67. Ibid., p. 106.—The Duroulle affair. Woman found hanging. Presumption of homicide; arrest of husband; acquitted. She was found with her face to the floor, one end of a cord around her neck; another similar cord attached seven feet above to a rafter, over which it passed three times. Bidault and Boulard reported it a suicide. The results of the post mortem were as follows: Skin of a red-violet color; face swollen; eyes prominent and congested; conjunctivæ a vinous red; lips violet; tongue swollen, tip between teeth; froth in air-passages; lungs congested; brain congested; blood fluid. Circular depression around neck with congestion of skin above and below; ecchymosis in subcutaneous tissue on level of angle of jaw and about one centimetre in size, supposed to correspond to the knot. Tardieu reported that the marks rather resembled those of strangulation than hanging; the ecchymoses were more like those produced by the hand over the mouth. The marks on the face supposed to have been made by a supposed fall of the body were by him considered to have been caused by violence. He believed the woman had been strangled and then hung.
68. Ibid., p. 130.—The Daugats affair. Man found hanging, sitting on the ground, head and trunk somewhat inclined to the left; legs stretched out; clothing not disordered; the part of the cord which was around the neck was applied to the neck of the waistcoat and shirt; on his head a woollen cap. The ground had been recently swept. Necroscopy twenty-four hours afterward. Face pale; right eye open and prominent, left closed; mouth closed, contained food apparently from the stomach; tongue retracted; slight mark on neck under which the tissue was normal: atlas dislocated on axis, but tissues around were normal; no lesion in spinal canal; penis not erect; moisture having the odor of urine on the shirt; large ecchymosis and infiltration of left cheek; extensive contusions on scrotum, with hemorrhagic infiltration, especially around right testicle. Veins of head engorged with black fluid blood. Brain normal. Some black fluid blood in right cavities of heart, left side empty. Lungs black. Other organs normal. Causse and Orfila concluded that the man had been suffocated and then hung. The wife and son confessed that they had injured the testicle through the pantaloons; he then fainted; they then suffocated him with the woollen cap placed over the mouth and nose; the son kneeled on the man’s belly, the body was then hung up and the head violently twisted.
69. Passauer: Viert. f. ger. Med. und öff. San., 1876, xxiv., pp. 26-49.—Woman found hanging in a kneeling position.

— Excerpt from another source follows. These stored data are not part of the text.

//! Ordered-fallback field extraction.
//!
//! Portal markup varies between sections and over time, so every field is
//! read through a list of [`Strategy`] values tried in order. The first
//! strategy that yields a non-empty (trimmed) value wins; missing elements,
//! missing attributes and unparsable selectors simply move on to the next
//! strategy. Nothing here returns an error.

use crate::utils::collapse_whitespace;
use scraper::{ElementRef, Node, Selector};
use tracing::trace;

/// Elements that start a new line when rendered. Their boundaries separate
/// words; inline elements do not.
const LINE_BREAKING: &[&str] = &[
    "br", "p", "div", "li", "h1", "h2", "h3", "h4", "h5", "h6", "tr", "td",
];

/// What to read from the element a strategy locates.
#[derive(Debug, Clone, Copy, PartialEq, Eq)]
pub enum Read {
    /// Descendant text with whitespace collapsed.
    Text,
    /// The named attribute.
    Attr(&'static str),
}

/// One extraction attempt: a CSS selector and what to read from its first
/// match.
#[derive(Debug, Clone, Copy, PartialEq, Eq)]
pub struct Strategy {
    pub selector: &'static str,
    pub read: Read,
}

impl Strategy {
    pub const fn text(selector: &'static str) -> Self {
        Self {
            selector,
            read: Read::Text,
        }
    }

    pub const fn attr(selector: &'static str, name: &'static str) -> Self {
        Self {
            selector,
            read: Read::Attr(name),
        }
    }
}

/// A DOM-like node the extractor can query.
///
/// Lookups are immediate: absence is reported as `None`, never waited on.
pub trait DomNode: Sized {
    /// First descendant matching `selector`.
    fn find(&self, selector: &str) -> Option<Self>;
    fn text(&self) -> String;
    fn attr(&self, name: &str) -> Option<String>;
}

impl DomNode for ElementRef<'_> {
    fn find(&self, selector: &str) -> Option<Self> {
        let parsed = Selector::parse(selector).ok()?;
        self.select(&parsed).next()
    }

    fn text(&self) -> String {
        let parts = self.descendants().filter_map(|node| match node.value() {
            Node::Text(text) => Some(&**text),
            Node::Element(el) if LINE_BREAKING.contains(&el.name()) => Some(" "),
            _ => None,
        });
        collapse_whitespace(parts)
    }

    fn attr(&self, name: &str) -> Option<String> {
        self.value().attr(name).map(str::to_string)
    }
}

/// Return the first non-empty trimmed value produced by `strategies`.
pub fn extract<N: DomNode>(context: &N, strategies: &[Strategy]) -> String {
    extract_with(context, strategies, str::to_string)
}

/// Like [`extract`], but each trimmed candidate is passed through
/// `transform` and the emptiness check applies to the transformed value.
///
/// Lookups stop at the winning strategy.
pub fn extract_with<N, F>(context: &N, strategies: &[Strategy], transform: F) -> String
where
    N: DomNode,
    F: Fn(&str) -> String,
{
    for strategy in strategies {
        let Some(node) = context.find(strategy.selector) else {
            trace!(selector = strategy.selector, "No match");
            continue;
        };
        let raw = match strategy.read {
            Read::Text => node.text(),
            Read::Attr(name) => node.attr(name).unwrap_or_default(),
        };
        let value = transform(raw.trim());
        if !value.is_empty() {
            return value;
        }
    }
    String::new()
}

#[cfg(test)]
mod tests {
    use super::*;
    use scraper::Html;
    use std::cell::RefCell;
    use std::rc::Rc;

    const PAGE: &str = r#"
        <html><head>
          <meta property="og:description" content="   ">
          <meta name="description" content="Descrição genérica">
        </head><body>
          <h2 class="content-head__subtitle">
             Linha   fina
             <em>destacada</em>
          </h2>
          <a class="post__link" href="/a.ghtml" title="  Título  ">x</a>
        </body></html>"#;

    fn with_root<R>(f: impl FnOnce(ElementRef<'_>) -> R) -> R {
        let doc = Html::parse_document(PAGE);
        f(doc.root_element())
    }

    #[test]
    fn test_first_non_empty_wins() {
        with_root(|root| {
            let value = extract(
                &root,
                &[
                    Strategy::attr("meta[property='og:description']", "content"),
                    Strategy::text(".content-head__subtitle"),
                    Strategy::attr("meta[name='description']", "content"),
                ],
            );
            assert_eq!(value, "Linha fina destacada");
        });
    }

    #[test]
    fn test_text_separates_at_line_breaks_only() {
        let doc = Html::parse_fragment(
            "<h2 class='a'>Linha<br>fina</h2>\
             <h2 class='b'>Glo<b>bo</b> <i>hoje</i></h2>\
             <div class='c'><p>Um</p><p>dois</p></div>",
        );
        let root = doc.root_element();
        assert_eq!(extract(&root, &[Strategy::text("h2.a")]), "Linha fina");
        assert_eq!(extract(&root, &[Strategy::text("h2.b")]), "Globo hoje");
        assert_eq!(extract(&root, &[Strategy::text("div.c")]), "Um dois");
    }

    #[test]
    fn test_absent_elements_fall_through() {
        with_root(|root| {
            let value = extract(
                &root,
                &[
                    Strategy::text("h1.missing"),
                    Strategy::attr("meta[name='description']", "content"),
                ],
            );
            assert_eq!(value, "Descrição genérica");
        });
    }

    #[test]
    fn test_missing_attribute_falls_through() {
        with_root(|root| {
            let value = extract(
                &root,
                &[
                    Strategy::attr("a.post__link", "data-title"),
                    Strategy::attr("a.post__link", "title"),
                ],
            );
            assert_eq!(value, "Título");
        });
    }

    #[test]
    fn test_invalid_selector_is_absence() {
        with_root(|root| {
            let value = extract(
                &root,
                &[Strategy::text("###"), Strategy::attr("a.post__link", "href")],
            );
            assert_eq!(value, "/a.ghtml");
        });
    }

    #[test]
    fn test_exhausted_is_empty() {
        with_root(|root| {
            assert_eq!(extract(&root, &[Strategy::text("nav")]), "");
            assert_eq!(extract(&root, &[]), "");
        });
    }

    #[test]
    fn test_transform_decides_emptiness() {
        with_root(|root| {
            let value = extract_with(
                &root,
                &[
                    Strategy::attr("meta[name='description']", "content"),
                    Strategy::attr("a.post__link", "href"),
                ],
                |s| if s.ends_with(".ghtml") { s.to_uppercase() } else { String::new() },
            );
            assert_eq!(value, "/A.GHTML");
        });
    }

    /// Node that answers from a fixed table and records every lookup.
    #[derive(Clone)]
    struct Recorder {
        answers: Rc<Vec<(&'static str, &'static str)>>,
        lookups: Rc<RefCell<Vec<String>>>,
        value: &'static str,
    }

    impl DomNode for Recorder {
        fn find(&self, selector: &str) -> Option<Self> {
            self.lookups.borrow_mut().push(selector.to_string());
            self.answers
                .iter()
                .find(|(s, _)| *s == selector)
                .map(|(_, v)| Recorder {
                    value: *v,
                    ..self.clone()
                })
        }

        fn text(&self) -> String {
            self.value.to_string()
        }

        fn attr(&self, _name: &str) -> Option<String> {
            Some(self.value.to_string())
        }
    }

    #[test]
    fn test_no_lookups_after_winner() {
        let root = Recorder {
            answers: Rc::new(vec![("a", "  "), ("c", "winner"), ("d", "later")]),
            lookups: Rc::new(RefCell::new(Vec::new())),
            value: "",
        };
        let value = extract(
            &root,
            &[
                Strategy::text("a"),
                Strategy::text("b"),
                Strategy::attr("c", "content"),
                Strategy::text("d"),
            ],
        );
        assert_eq!(value, "winner");
        assert_eq!(*root.lookups.borrow(), vec!["a", "b", "c"]);
    }
}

The ligature on the neck was loose. The necroscopy showed the following: Tongue between the teeth; eyelids swollen and livid; livid spots on face and left ear; lower lip torn; a number of marks on neck; one red stripe not sharply limited; skin not parchmenty and no ecchymosis; ecchymoses of scalp; periosteum of skull reddened; hemorrhage in temporal muscle; brain and pia mater congested; much fluid in ventricle. Larynx and trachea dirty red-brown; right side of heart empty; a little dark fluid blood in left; great vessels, including aorta, containing much dark fluid blood. Lungs congested and œdematous. Liver, spleen, and kidneys congested. Opinion given that she died of asphyxia and was either choked or hanged. Reference to Royal College of Medicine, Königsberg, where the opinion was given that she died of injuries on head and neck and was afterward hanged.

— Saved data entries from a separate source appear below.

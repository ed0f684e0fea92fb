//! # globo_cards
//!
//! Extracts the headline cards of a news portal listing page and enriches
//! each one with the subtitle and publication date found on its article
//! page. Results are returned as a JSON array, either once from the command
//! line or on demand over HTTP.
//!
//! ## Usage
//!
//! ```sh
//! globo_cards fetch --limit 10 > cards.json
//! globo_cards serve --bind 0.0.0.0:5000
//! curl 'http://localhost:5000/noticias?limit=5'
//! ```
//!
//! ## Architecture
//!
//! A fetch is strictly sequential on one browser surface:
//! 1. **Discovery**: load the listing page and collect article cards
//! 2. **Enrichment**: visit each article page for subtitle and date
//! 3. **Output**: render the cards (or the failure) as JSON
//!
//! The surface (headless Chrome by default) is started per fetch and shut
//! down when the fetch returns, whatever the outcome.

use clap::Parser;
use std::error::Error;
use std::process::ExitCode;
use tracing::{debug, error, info, instrument};
use tracing_subscriber::{fmt as tfmt, EnvFilter};

mod api;
mod browser;
mod cli;
mod config;
mod error;
mod models;
mod outputs;
mod scrapers;
mod utils;

use api::{AppState, BrowserSource};
use cli::{Cli, Command, FetchArgs, ServeArgs};
use config::Settings;
use outputs::json;

#[tokio::main]
async fn main() -> Result<ExitCode, Box<dyn Error>> {
    // --- Tracing init ---
    // Logs go to stderr so stdout stays pure JSON.
    let filter = EnvFilter::try_from_default_env().unwrap_or_else(|_| EnvFilter::new("info"));
    tfmt()
        .with_env_filter(filter)
        .with_target(true)
        .with_file(false)
        .with_line_number(false)
        .with_timer(tracing_subscriber::fmt::time::UtcTime::rfc_3339())
        .with_writer(std::io::stderr)
        .init();

    let args = Cli::parse();
    debug!(?args, "Parsed CLI arguments");

    let mut settings = Settings::load(args.config.as_deref())?;
    args.apply_globals(&mut settings);

    match args.command {
        Command::Fetch(fetch) => run_fetch(&settings, fetch).await,
        Command::Serve(serve) => run_serve(&settings, serve).await,
    }
}

/// Fetch once and print the result.
///
/// Exit status is non-zero when the fetch as a whole failed; per-card
/// failures are reported inside the JSON and still exit successfully.
#[instrument(level = "info", skip_all)]
async fn run_fetch(settings: &Settings, args: FetchArgs) -> Result<ExitCode, Box<dyn Error>> {
    let start_time = std::time::Instant::now();
    let options = args.overrides.resolve(settings);
    info!(url = %options.url, column_id = %options.column_id, engine = ?options.engine, "Fetching cards");

    let result = tokio::task::spawn_blocking(move || scrapers::fetch_articles(&options)).await?;

    let (rendered, status) = match result {
        Ok(cards) => (json::render_cards(&cards)?, ExitCode::SUCCESS),
        Err(e) => {
            error!(error = %e, "Fetch failed");
            (json::render_error(&e), ExitCode::FAILURE)
        }
    };

    println!("{rendered}");
    if let Some(path) = &args.output {
        json::write_json(&rendered, path).await?;
    }

    let elapsed = start_time.elapsed();
    info!(?elapsed, secs = elapsed.as_secs(), "Execution complete");
    Ok(status)
}

/// Serve `GET /noticias` until the process is stopped.
#[instrument(level = "info", skip_all)]
async fn run_serve(settings: &Settings, args: ServeArgs) -> Result<ExitCode, Box<dyn Error>> {
    let bind = args.bind.clone().unwrap_or_else(|| settings.bind.clone());
    let defaults = args.overrides.resolve(settings);
    let router = api::create_router(AppState::new(defaults, BrowserSource));

    let listener = tokio::net::TcpListener::bind(&bind).await?;
    info!(addr = %listener.local_addr()?, "Serving /noticias");
    axum::serve(listener, router).await?;
    Ok(ExitCode::SUCCESS)
}
//! Utility functions for link classification and string handling.
//!
//! This module provides helper functions used throughout the pipeline:
//! - Article-link classification for listing entries
//! - Character-safe truncation for error markers and logging
//! - Whitespace collapsing to approximate rendered element text

use itertools::Itertools;
use once_cell::sync::Lazy;
use regex::Regex;

/// Maximum number of characters kept in a card's `error` field.
pub const ERROR_MAX_CHARS: usize = 180;

static ARTICLE_LINK: Lazy<Regex> = Lazy::new(|| Regex::new(r"\.ghtml(?:$|\?)").unwrap());

/// Classify a URL as an article page.
///
/// Article pages on the portal end in `.ghtml`, optionally followed by a
/// query string. Section fronts, videos and external links do not.
///
/// # Examples
///
/// ```ignore
/// assert!(is_article_link("https://g1.globo.com/x/noticia/2024/05/01/y.ghtml"));
/// assert!(is_article_link("https://g1.globo.com/y.ghtml?utm_source=home"));
/// assert!(!is_article_link("https://g1.globo.com/y.ghtml#comments"));
/// ```
pub fn is_article_link(href: &str) -> bool {
    !href.is_empty() && ARTICLE_LINK.is_match(href)
}

/// Keep at most `max` characters of `s`.
///
/// Counts characters, not bytes, so multi-byte text is never split.
pub fn truncate_chars(s: &str, max: usize) -> String {
    s.chars().take(max).collect()
}

/// Truncate a string for logging purposes.
///
/// Long strings are truncated to `max` characters with an ellipsis and
/// byte count indicator appended.
///
/// # Examples
///
/// ```ignore
/// assert_eq!(truncate_for_log("short", 100), "short");
/// assert_eq!(truncate_for_log(&"a".repeat(500), 10), "aaaaaaaaaa…(+490 bytes)");
/// ```
pub fn truncate_for_log(s: &str, max: usize) -> String {
    match s.char_indices().nth(max) {
        None => s.to_string(),
        Some((cut, _)) => format!("{}…(+{} bytes)", &s[..cut], s.len() - cut),
    }
}

/// Concatenate text fragments, then collapse every whitespace run to a
/// single space and trim the ends.
pub fn collapse_whitespace<'a>(parts: impl IntoIterator<Item = &'a str>) -> String {
    parts
        .into_iter()
        .collect::<String>()
        .split_whitespace()
        .join(" ")
}
//! Publication date normalization.
//!
//! Detail pages expose their date in several shapes (ISO timestamps in
//! `datetime`/`content` attributes, `YYYY/MM/DD` in URLs or text). All of them
//! are reduced to the canonical `YYYY/MM/DD`.

use once_cell::sync::Lazy;
use regex::Regex;

static DATE: Lazy<Regex> = Lazy::new(|| Regex::new(r"(\d{4})[-/](\d{2})[-/](\d{2})").unwrap());

/// Reduce a raw date string to `YYYY/MM/DD`.
///
/// Uses the first `YYYY-MM-DD` / `YYYY/MM/DD` run found anywhere in `raw`.
/// Month and day ranges are not validated. Returns an empty string when
/// nothing matches.
///
/// # Examples
///
/// ```ignore
/// assert_eq!(normalize_date("2024-05-01T10:00:00Z"), "2024/05/01");
/// assert_eq!(normalize_date("sem data"), "");
/// ```
pub fn normalize_date(raw: &str) -> String {
    if raw.is_empty() {
        return String::new();
    }
    match DATE.captures(raw) {
        Some(c) => format!("{}/{}/{}", &c[1], &c[2], &c[3]),
        None => String::new(),
    }
}
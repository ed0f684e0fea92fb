//! Data models for discovered article cards and the top-level error body.
//!
//! This module defines the records that leave the pipeline:
//! - [`Card`]: one article summary discovered on the listing page and
//!   enriched from its detail page
//! - [`ErrorBody`]: the object returned instead of a card list when the
//!   whole operation fails
//!
//! Field names are serialized in camelCase to match the JSON consumed by the
//! portal front-end (`createdAt`).

use serde::{Deserialize, Serialize};

/// A single article card.
///
/// Cards are created fully allocated during discovery with `title`, `href`
/// and `featured` populated. Enrichment later fills `subtitle` and
/// `created_at`, or records a truncated failure description in `error`.
///
/// # JSON
///
/// ```json
/// {
///   "title": "Título da matéria",
///   "href": "https://g1.globo.com/politica/noticia/2024/05/01/materia.ghtml",
///   "featured": true,
///   "subtitle": "Linha fina",
///   "createdAt": "2024/05/01"
/// }
/// ```
///
/// `error` is omitted from the output unless enrichment failed.
#[derive(Debug, Clone, PartialEq, Eq, Serialize, Deserialize)]
#[serde(rename_all = "camelCase")]
pub struct Card {
    /// Headline as read from the listing entry (may be empty).
    pub title: String,
    /// Absolute article URL.
    pub href: String,
    /// Whether the listing entry carried the `first` (lead story) marker.
    pub featured: bool,
    /// Subtitle recovered from the detail page.
    #[serde(default)]
    pub subtitle: String,
    /// Publication date as `YYYY/MM/DD`, or empty.
    #[serde(default)]
    pub created_at: String,
    /// Failure description when the detail page could not be loaded.
    #[serde(default, skip_serializing_if = "Option::is_none")]
    pub error: Option<String>,
}

impl Card {
    /// Build a freshly discovered card with empty enrichment fields.
    pub fn new(title: impl Into<String>, href: impl Into<String>, featured: bool) -> Self {
        Self {
            title: title.into(),
            href: href.into(),
            featured,
            subtitle: String::new(),
            created_at: String::new(),
            error: None,
        }
    }

    /// The `(href, title)` pair used to suppress duplicate listing entries.
    pub fn dedup_key(&self) -> (String, String) {
        (self.href.clone(), self.title.clone())
    }
}

/// Body returned when the whole fetch fails.
#[derive(Debug, Clone, PartialEq, Eq, Serialize, Deserialize)]
pub struct ErrorBody {
    pub error: String,
}

impl ErrorBody {
    pub fn new(error: impl ToString) -> Self {
        Self {
            error: error.to_string(),
        }
    }
}
//! Command-line interface definitions for globo_cards.
//!
//! This module defines the CLI arguments and options using the `clap` crate.
//! Flags override values from the optional YAML config file; see
//! [`crate::config`] for the full precedence order.

use crate::config::{timeout_from_secs, Engine, FetchOptions, Settings};
use clap::{ArgAction, Args, Parser, Subcommand};
use std::path::PathBuf;

/// Command-line arguments for globo_cards.
///
/// # Examples
///
/// ```sh
/// # Print the headline cards of the portal home page
/// globo_cards fetch
///
/// # First five entries of another column, using plain HTTP instead of Chrome
/// globo_cards fetch --column-id column-esporte --limit 5 --engine http
///
/// # Serve GET /noticias on port 5000
/// globo_cards serve --bind 0.0.0.0:5000
/// ```
#[derive(Parser, Debug)]
#[command(author, version, about)]
pub struct Cli {
    /// Optional path to a YAML config file
    #[arg(short, long, global = true, env = "GLOBO_CARDS_CONFIG")]
    pub config: Option<PathBuf>,

    /// Browser executable to launch instead of the auto-detected one
    #[arg(long, global = true, env = "CHROME_PATH")]
    pub browser_path: Option<PathBuf>,

    #[command(subcommand)]
    pub command: Command,
}

#[derive(Subcommand, Debug)]
pub enum Command {
    /// Fetch cards once and print them as JSON
    Fetch(FetchArgs),
    /// Serve the HTTP endpoint
    Serve(ServeArgs),
}

#[derive(Args, Debug, Default, Clone)]
pub struct FetchArgs {
    #[command(flatten)]
    pub overrides: Overrides,

    /// Also write the JSON to this file
    #[arg(short, long)]
    pub output: Option<PathBuf>,
}

#[derive(Args, Debug, Default, Clone)]
pub struct ServeArgs {
    /// Address to listen on
    #[arg(short, long)]
    pub bind: Option<String>,

    /// Defaults for requests that leave parameters out
    #[command(flatten)]
    pub overrides: Overrides,
}

/// Per-fetch overrides shared by both subcommands.
#[derive(Args, Debug, Default, Clone)]
pub struct Overrides {
    /// Listing page to load
    #[arg(long)]
    pub url: Option<String>,

    /// Id of the container holding the listing entries
    #[arg(long)]
    pub column_id: Option<String>,

    /// Consider only the first N listing entries
    #[arg(short, long)]
    pub limit: Option<usize>,

    /// Seconds to wait for pages and elements
    #[arg(short, long)]
    pub timeout: Option<u64>,

    /// Run the browser without a visible window (`--headless false` to show it)
    #[arg(long, action = ArgAction::Set)]
    pub headless: Option<bool>,

    /// Browser surface to drive
    #[arg(long, value_enum)]
    pub engine: Option<Engine>,
}

impl Cli {
    /// Apply global flags on top of file settings.
    pub fn apply_globals(&self, settings: &mut Settings) {
        if let Some(path) = &self.browser_path {
            settings.browser_path = Some(path.clone());
        }
    }
}

impl Overrides {
    /// Resolve the options for a fetch: settings first, then these flags.
    pub fn resolve(&self, settings: &Settings) -> FetchOptions {
        let mut options = settings.fetch_options();
        if let Some(url) = &self.url {
            options.url = url.clone();
        }
        if let Some(column_id) = &self.column_id {
            options.column_id = column_id.clone();
        }
        options.limit = self.limit.filter(|n| *n > 0);
        if let Some(secs) = self.timeout {
            options.timeout = timeout_from_secs(secs);
        }
        if let Some(headless) = self.headless {
            options.headless = headless;
        }
        if let Some(engine) = self.engine {
            options.engine = engine;
        }
        options
    }
}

70. Becker: Same journal, 1877, xxvii., pp. 463-473.—Woman, age 52; found hanging. Death caused by shock and incipient asphyxia from strangulation and probably the wounds on head and limbs.
71. Maschka: “Samm. gericht. Gutacht.,” etc. (Prag), Leipzig, 1873, published a number of interesting cases, in each of which there was a question raised as to the cause of death.
72. Ibid., p. 127.—Man found dead. Had he been strangled or hung, or had he died some other way? Opinion, death from paralysis of the brain.
73. Ibid., p. 133.—Woman, age 42; found hanging; a mark around her neck. Did she hang herself or die of other injuries? Opinion, died of other injuries.
74. Rehm: Friedreich’s Blätt., 1883, xxxiv., pp. 322-362.—Man, age 73; found hanging. Opinion, while weak, sick, and suffering from wounds inflicted by his own son, he was hanged by his daughter-in-law.